Unsere heutige Demo richtet sich aber nicht nur gegen die FaschistInnen, sondern hat gleichfalls das weitergehende Ziel, diejenigen Teile der städtischen Öffentlichkeit anzugreifen, die den Nazis ihr Handeln erleichtern. Eine entscheidende Rolle spielt hierbei die lokale Monopolpresse der Kieler Nachrichten. Ihre, in guter deutscher Obrigkeitsgläubigkeit insbesondere an der Linie der Kieler Polizei orientierte Berichterstattung, verschweigt nicht nur eine Vielzahl der Naziaktivitäten in dieser Stadt, sondern verharmlost oder entpolitisiert diese in unerträglicher Weise. Nicht fehlen darf bei dieser Strategie, Naziaktivitäten und das glücklicherweise damit verbundene Konfliktpotential unter den Tisch zu kehren, deren elendige Gleichsetzung mit antifaschistischer Gegenwehr und linker Politik als sogenannten Extremismus. Dies ist freilich keine lokale Besonderheit, sondern politischer Mainstream im Sinne der für einen ernsthaften Erkenntnisgewinn völlig unbrauchbaren Extremismustheorie, die gerade aktuell weiter auf dem ideologischen Vormarsch ist. Diese „antiextremistische“ Logik, die hinter der mehrheitlichen KN-Berichterstattung des Totschweigens, Verharmlosens und Denunzierens steht, will politische Zusammenhänge von Auseinandersetzungen zwischen AntifaschistInnen und Nazis nicht erkennen und hat keinen Begriff von deren Notwendigkeit. Sie offenbart ihre fatalen Folgen dann, wenn auf die Alte Meierei scharf geschossen wird, aber die Stadt von keinem Aufschrei der Solidarität erfasst wird, die über vergleichsweise kleine Kreise hinaus geht.
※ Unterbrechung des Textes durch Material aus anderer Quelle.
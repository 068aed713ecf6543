use chrono::Utc;
use serde::{ Deserialize, Serialize };
use serde_json::Value;
use tokio::sync::RwLock;

#[derive(Clone, Debug, PartialEq, Serialize, Deserialize)]
pub struct HistoryEntry {
    pub timestamp: String,
    pub request: Value,
    pub response: String,
}

impl HistoryEntry {
    pub fn now(request: Value, response: impl Into<String>) -> Self {
        Self {
            timestamp: Utc::now().to_rfc3339(),
            request,
            response: response.into(),
        }
    }
}

/// Append-only log of analyze requests and their final answers.
#[derive(Default)]
pub struct HistoryLog {
    entries: RwLock<Vec<HistoryEntry>>,
}

impl HistoryLog {
    pub fn new() -> Self {
        Self::default()
    }

    pub async fn record(&self, entry: HistoryEntry) {
        self.entries.write().await.push(entry);
    }

    pub async fn all(&self) -> Vec<HistoryEntry> {
        self.entries.read().await.clone()
    }

    pub async fn clear(&self) {
        self.entries.write().await.clear();
    }
}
Auch aus diesem Grund gehen wir heute einmal mehr auf die Straße: Wenn mächtige Teile der städtischen Öffentlichkeit in ihrer „antiextremistischen“ Verblendung keine Notwendigkeit darin sehen, die Bedrohung durch bewaffnete Nazis und ihre Angriffe zu thematisieren, müssen wir alle, für die dies eine politische Selbstverständlichkeit ist, auf die weiterhin aktuelle Notwendigkeit des antifaschistischen Kampfes beharren.
Wenn auf die Alte Meierei geschossen wird, werden wir die Kultur für die sie steht stärken, werden linke Zentren und von der Norm abweichende Lebensformen vor Angriffen, von wem auch immer sie kommen, schützen und ihre Infrastruktur nutzen und ausbauen. Wir werden weiter eine offensive antifaschistische Gegenkultur leben – in der Alten Meierei und überall sonst. Wir werden uns Nazis entgegenstellen und weiter ihre ideologischen Grundlagen angreifen. Wir lassen uns nicht von KN, Polizei und der Ideologie der handlungsunwilligen ExtremistInnen der Mitte denunzieren und werden linke Politik verteidigen. Wir werden an all dem, dem die Schüsse auf die Alte Meierei galten, festhalten und sehen uns genau deshalb in seiner Wichtigkeit bestärkt! Solidarität mit allen Betroffenen faschistischer Gewalt!

Nazistrukturen zerschlagen – Gegenkultur stärken!

Mit linken Zentren antifaschistisch in die Zukunft!